Giving an illustration of their work, Ramaswamy says, “In cases of an employee going through a gender-reassignment surgery, they would be requiring to take rest thereafter. So, the companies will need to have transition leave policies, and a lot of times, they are unsure as to where these leaves will fit into and whether they would come under the sick leaves basket.”
Additionally, recommendations about setting up committee and redressal mechanisms to prevent the bullying, discrimination and sexual harassment of the LGBTQI+ workforce is one of the most important ones on the check-list.
Further, Anand believes that with a 65 per cent drop-out rate of trans people from education institutes, companies should support their trans employees by holding capacity building courses that can help them in the long run.
BENEFITS FOR ALL
To make their workplaces LGBTQI+ friendly, companies are also adopting new policies that support the needs of the community members. One of the most crucial tasks include extending health insurance to the partners of the employees. Since same-sex marriage is still not legal in India, employers have crossed the bureaucratic roadblock by encouraging the employees to either nominate or declare their partners to avail of various benefits.

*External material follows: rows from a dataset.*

#[cfg(test)]
mod tests {
    use super::*;
    use proptest::prelude::*;

    #[derive(Default)]
    struct Recorder {
        calls: Mutex<Vec<String>>,
    }

    impl EditListener for Recorder {
        fn before_edit(&self, document: &Document, event: &EditEvent) {
            self.calls.lock().unwrap().push(format!(
                "before {} {} {} lines={}",
                event.offset,
                event.old_len,
                event.new_len,
                document.line_count()
            ));
        }

        fn after_edit(&self, document: &Document, event: &EditEvent) {
            self.calls.lock().unwrap().push(format!(
                "after {} {} {} lines={}",
                event.offset,
                event.old_len,
                event.new_len,
                document.line_count()
            ));
        }
    }

    #[test]
    fn line_table_of_new_document() {
        let doc = Document::new("a\nbc\n");
        assert_eq!(doc.line_count(), 3);
        assert_eq!(doc.lines(), vec!["a", "bc", ""]);
        assert_eq!(doc.line_start(1).unwrap(), 2);
        assert_eq!(doc.line_end(1).unwrap(), 4);
        assert_eq!(doc.line_of_offset(4).unwrap(), 1);
        assert_eq!(doc.line_of_offset(5).unwrap(), 2);
        assert!(doc.line_of_offset(6).is_err());
    }

    #[test]
    fn empty_document_has_one_line() {
        let doc = Document::new("");
        assert_eq!(doc.line_count(), 1);
        assert_eq!(doc.line(0).unwrap(), "");
        assert!(doc.is_empty());
    }

    #[test]
    fn edits_patch_line_table() {
        let doc = Document::new("one\ntwo\nthree");
        doc.insert(4, "new\n").unwrap();
        assert_eq!(doc.lines(), vec!["one", "new", "two", "three"]);
        doc.delete(0, 8).unwrap();
        assert_eq!(doc.lines(), vec!["two", "three"]);
        doc.replace(3, 1, "-").unwrap();
        assert_eq!(doc.lines(), vec!["two-three"]);
    }

    #[test]
    fn rejects_invalid_spans() {
        let doc = Document::new("héllo");
        assert_eq!(doc.delete(2, 1), Err(TextError::NotCharBoundary(2)));
        assert_eq!(
            doc.insert(99, "x"),
            Err(TextError::OffsetOutOfBounds { offset: 99, len: 6 })
        );
    }

    #[test]
    fn replace_lines_in_the_middle() {
        let doc = Document::new("a\nb\nc");
        doc.replace_lines(1, 2, &["x", "y"]).unwrap();
        assert_eq!(doc.text(), "a\nx\ny\nc");
    }

    #[test]
    fn replace_lines_inserts_and_appends() {
        let doc = Document::new("a\nc");
        doc.replace_lines(1, 1, &["b"]).unwrap();
        assert_eq!(doc.text(), "a\nb\nc");
        doc.replace_lines(3, 3, &["d"]).unwrap();
        assert_eq!(doc.text(), "a\nb\nc\nd");
    }

    #[test]
    fn replace_lines_deletes_at_edges() {
        let doc = Document::new("a\nb\nc");
        doc.replace_lines(1, 2, &[] as &[&str]).unwrap();
        assert_eq!(doc.text(), "a\nc");
        doc.replace_lines(1, 2, &[] as &[&str]).unwrap();
        assert_eq!(doc.text(), "a");
        doc.replace_lines(0, 1, &[] as &[&str]).unwrap();
        assert_eq!(doc.text(), "");
        assert_eq!(doc.line_count(), 1);
    }

    #[test]
    fn listeners_see_text_before_and_after() {
        let doc = Document::new("a\nb");
        let recorder = Arc::new(Recorder::default());
        let weak: Weak<dyn EditListener> = Arc::downgrade(&recorder) as Weak<dyn EditListener>;
        let id = doc.add_listener(weak);

        doc.insert(1, "\nx").unwrap();
        assert_eq!(
            *recorder.calls.lock().unwrap(),
            vec!["before 1 0 2 lines=2", "after 1 0 2 lines=3"]
        );

        assert!(doc.remove_listener(id));
        doc.insert(0, "z").unwrap();
        assert_eq!(recorder.calls.lock().unwrap().len(), 2);
    }

    #[test]
    fn dropped_listeners_are_pruned() {
        let doc = Document::new("a");
        let recorder = Arc::new(Recorder::default());
        let weak: Weak<dyn EditListener> = Arc::downgrade(&recorder) as Weak<dyn EditListener>;
        doc.add_listener(weak);
        assert_eq!(doc.listener_count(), 1);
        drop(recorder);
        doc.insert(0, "b").unwrap();
        assert_eq!(doc.listener_count(), 0);
    }

    proptest! {
        #[test]
        fn line_table_matches_rebuild(
            text in "[ab\n]{0,20}",
            edits in prop::collection::vec((0usize..30, 0usize..5, "[xy\n]{0,4}"), 0..8),
        ) {
            let doc = Document::new(&text);
            for (offset, len, insert) in edits {
                let total = doc.len();
                let offset = offset.min(total);
                let len = len.min(total - offset);
                doc.replace(offset, len, &insert).unwrap();
                prop_assert_eq!(doc.lines(), lst_types::split_lines(&doc.text()));
            }
        }
    }
}
//! Lock-protected tracker state and the update algorithms that run on it.

use std::mem;
use std::sync::Arc;
use std::thread::{self, ThreadId};

use tracing::{debug, info, warn};

use lst_diff::{compute_ranges, CancellationToken, DiffError};
use lst_text::{Document, EditEvent};
use lst_types::{is_blank, split_lines, EditSpan, Range, RangeId};

use crate::config::{GapPolicy, TrackerConfig};
use crate::dirty::DirtyRange;
use crate::error::{TrackerError, TrackerResult};
use crate::host::HostEvent;
use crate::status::{SuppressReason, TrackerStatus};

/// Line span of an edit captured in `before_edit`.
#[derive(Clone, Copy, Debug)]
struct PendingEdit {
    line1: usize,
    line2: usize,
    total_lines: usize,
}

/// One document write of a rollback.
#[derive(Clone, Debug, PartialEq, Eq)]
pub(crate) struct RollbackStep {
    pub line1: usize,
    pub line2: usize,
    pub lines: Vec<String>,
}

/// Writes to perform, in order, and the window they dirty.
#[derive(Clone, Debug)]
pub(crate) struct RollbackPlan {
    pub steps: Vec<RollbackStep>,
    pub window: DirtyRange,
}

pub(crate) struct TrackerState {
    config: TrackerConfig,
    baseline: Arc<[String]>,
    ranges: Vec<Range>,
    dirty: Option<DirtyRange>,
    pending: Option<PendingEdit>,
    initialized: bool,
    released: bool,
    oversized: bool,
    bulk_depth: usize,
    /// Thread writing a rollback, whose own edits are not tracked.
    rollback_thread: Option<ThreadId>,
    /// Set when edits could not be tracked incrementally.
    needs_reinstall: bool,
    next_id: u64,
    events: Vec<HostEvent>,
}
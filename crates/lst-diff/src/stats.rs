use serde::{Deserialize, Serialize};

use lst_types::{Range, RangeKind};

/// Line totals over a range list.
#[derive(Clone, Copy, Debug, Default, PartialEq, Eq, Serialize, Deserialize)]
pub struct DiffStats {
    /// Current-side lines of `Inserted` and `Modified` ranges.
    pub inserted: usize,
    /// Baseline-side lines of `Deleted` and `Modified` ranges.
    pub deleted: usize,
    /// Number of `Modified` ranges.
    pub modified_ranges: usize,
}

impl DiffStats {
    pub fn of(ranges: &[Range]) -> Self {
        ranges.iter().fold(Self::default(), |mut stats, range| {
            stats.inserted += range.current_len();
            stats.deleted += range.baseline_len();
            if range.kind == RangeKind::Modified {
                stats.modified_ranges += 1;
            }
            stats
        })
    }

    /// Returns `true` if nothing changed.
    pub fn is_empty(&self) -> bool {
        self.inserted == 0 && self.deleted == 0
    }
}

For Sameer Samudra, Customer Support Leader and the Head of the Pride Employees Group at Cummins India, incorporating this policy was in tune with the phrase: ‘Personal is Political’. “We are relying on employees to nominate their domestic partner. In the USA, we are asking for documentation, where we are saying that you need to have the same residential address, but in India, we are not asking that because of the stigmatic social conditions because of which the LGBTQI+ couples don’t get to live together,” explains Samudra. However, in cases of life insurance, if the biological family of the employee contests the nominee’s claim who is not the legal heir, then it becomes a legal case between the family and the nominee.
Samudra, who married Amit Gokhale nine years ago in the USA, further elaborates that benefits that are related to government become challenging for the companies to provide to their LGBTQI+ staff. With his marriage to Gokhale considered null and void in India, Samudra reveals, “We are not married in the eyes of the Indian law. So, I cannot mention my husband in my Provident Fund or cannot even claim the reimbursement for Leave and Travel Allowance (LTA) by mentioning my husband as the dependant.”
Further, some companies such as TCS and TATA Steel are also offering to provide financial assistance for sex-reassignment surgery to their transgender employees.
EDUCATION: A WAY FORWARD
In a survey done by UNESCO in Tamil Nadu, more than a half of the 400 plus surveyed LGBTQI+ youth skipped classes to avoid bullying and one third dropped out of education altogether. The number becomes more inflamed at a national level. “I would say that the biggest challenge for the LGBTQI+ community today is right to Education and Right to Equal Job Opportunities,” says Anand.
With a lack of education adding on to the vulnerabilities of the sexual minority, the chance of getting favourable job opportunities decreases significantly.
“Unless education is there, the equality in job opportunity will become difficult. They are inter-linked. When I say they need skill-building, it’s because they don’t have education, they are already behind the other people,” says Anand.
Hence to truly achieve inclusivity, it becomes our social responsibility to enable an eco-system that would eventually help them bring their best talent and contribute to the growth of the economy.